Reporters allegedly asked for $3.4m or they would publish a critical book about King Mohammed
Two French journalists have been placed under formal investigation after Morocco's King Mohammed filed a complaint accusing them of attempting blackmail by threatening to publish a book about him, a judicial source said.
The king's lawyer, Eric Dupont-Moretti, told RTL radio that Eric Laurent and Catherine Graciet were arrested on Thursday after a police sting in which he said the journalists received a payment and signed a contract for not publishing the book.
The French judicial source told Reuters the two freelance journalists, who had previously published a book criticising the monarch, were placed under investigation on Friday evening and released from custody overnight.
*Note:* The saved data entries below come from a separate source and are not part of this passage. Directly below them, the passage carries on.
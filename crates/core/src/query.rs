//! Paginated query results.

use serde::{Deserialize, Serialize};

/// Default page size when the caller does not pick one.
pub const DEFAULT_ITEMS_PER_PAGE: u64 = 10;

/// Uniform shape of every paginated query, independent of entity type.
#[derive(Debug, Clone, PartialEq, Serialize, Deserialize)]
#[serde(rename_all = "camelCase")]
pub struct QueryResult<T> {
    pub results: Vec<T>,
    /// Total matches across all pages.
    pub number_of_items: u64,
    /// Zero-based.
    pub page: u64,
    pub items_per_page: u64,
}

impl<T> QueryResult<T> {
    pub fn map<U>(self, f: impl FnMut(T) -> U) -> QueryResult<U> {
        QueryResult {
            results: self.results.into_iter().map(f).collect(),
            number_of_items: self.number_of_items,
            page: self.page,
            items_per_page: self.items_per_page,
        }
    }

    pub fn try_map<U, E>(self, f: impl FnMut(T) -> Result<U, E>) -> Result<QueryResult<U>, E> {
        Ok(QueryResult {
            results: self.results.into_iter().map(f).collect::<Result<_, _>>()?,
            number_of_items: self.number_of_items,
            page: self.page,
            items_per_page: self.items_per_page,
        })
    }

    /// Whether pages after this one exist.
    pub fn has_more(&self) -> bool {
        (self.page + 1).saturating_mul(self.items_per_page) < self.number_of_items
    }
}

/// A requested page.
#[derive(Debug, Clone, Copy, PartialEq, Eq, Serialize, Deserialize)]
#[serde(rename_all = "camelCase")]
pub struct Page {
    pub page: u64,
    pub items_per_page: u64,
}

/// A page whose start offset falls past the last matching item.
#[derive(Debug, Clone, Copy, PartialEq, Eq)]
pub struct PageOutOfRange {
    pub page: u64,
    pub max_page: u64,
}

impl Default for Page {
    fn default() -> Self {
        Self {
            page: 0,
            items_per_page: DEFAULT_ITEMS_PER_PAGE,
        }
    }
}

impl Page {
    pub fn new(page: u64, items_per_page: u64) -> Self {
        Self {
            page,
            items_per_page,
        }
    }

    pub fn skip(&self) -> u64 {
        self.items_per_page.saturating_mul(self.page)
    }

    /// Highest zero-based page holding at least one of `count` items.
    pub fn max_page(&self, count: u64) -> u64 {
        if count == 0 || self.items_per_page == 0 {
            0
        } else {
            (count - 1) / self.items_per_page
        }
    }

    /// Start offset for this page over `count` items.
    ///
    /// Fails when the page starts past `count`. A page starting exactly at
    /// `count` is in range and simply comes back empty.
    pub fn offset_within(&self, count: u64) -> Result<u64, PageOutOfRange> {
        let skip = self.skip();
        if skip > count {
            return Err(PageOutOfRange {
                page: self.page,
                max_page: self.max_page(count),
            });
        }
        Ok(skip)
    }
}

#[cfg(test)]
mod tests {
    use super::*;

    #[test]
    fn first_page_of_small_collection() {
        assert_eq!(Page::new(0, 10).offset_within(2), Ok(0));
    }

    #[test]
    fn page_past_the_end_reports_max_page() {
        assert_eq!(
            Page::new(1, 10).offset_within(2),
            Err(PageOutOfRange {
                page: 1,
                max_page: 0
            })
        );
        assert_eq!(Page::new(3, 5).offset_within(12).unwrap_err().max_page, 2);
    }

    #[test]
    fn offset_equal_to_count_is_still_in_range() {
        assert_eq!(Page::new(1, 10).offset_within(10), Ok(10));
        assert!(Page::new(1, 10).offset_within(9).is_err());
    }

    #[test]
    fn huge_page_numbers_saturate() {
        assert!(Page::new(u64::MAX, 10).offset_within(100).is_err());
    }

    #[test]
    fn result_serializes_with_camel_case_keys() {
        let result = QueryResult {
            results: vec![1, 2],
            number_of_items: 2,
            page: 0,
            items_per_page: 10,
        };
        let json = serde_json::to_value(&result).unwrap();
        assert_eq!(json["numberOfItems"], 2);
        assert_eq!(json["itemsPerPage"], 10);
        assert!(!result.has_more());
    }
}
Graciet's lawyer Eric Moutet, speaking to BFM TV, urged prudence regarding the accusations. "Conspiracy or not, I don't know," he said. "What is clear is that they were enticed into a trap."
Under French law, being placed under formal investigation indicates there exists "serious or consistent evidence" pointing to probable implication of a suspect in a crime.
Dupont-Moretti said that during a meeting with a member of the king's entourage the journalists asked for 3 million euros ($3.4 million) not to publish the upcoming book.
He said he then filed a complaint with the French prosecutor, and police set up the sting to trap the reporters.
Dupont-Moretti did not say what information the new book contained. The pair's first book published three years ago was entitled "The Predator King" and focused on corruption in the Morocco.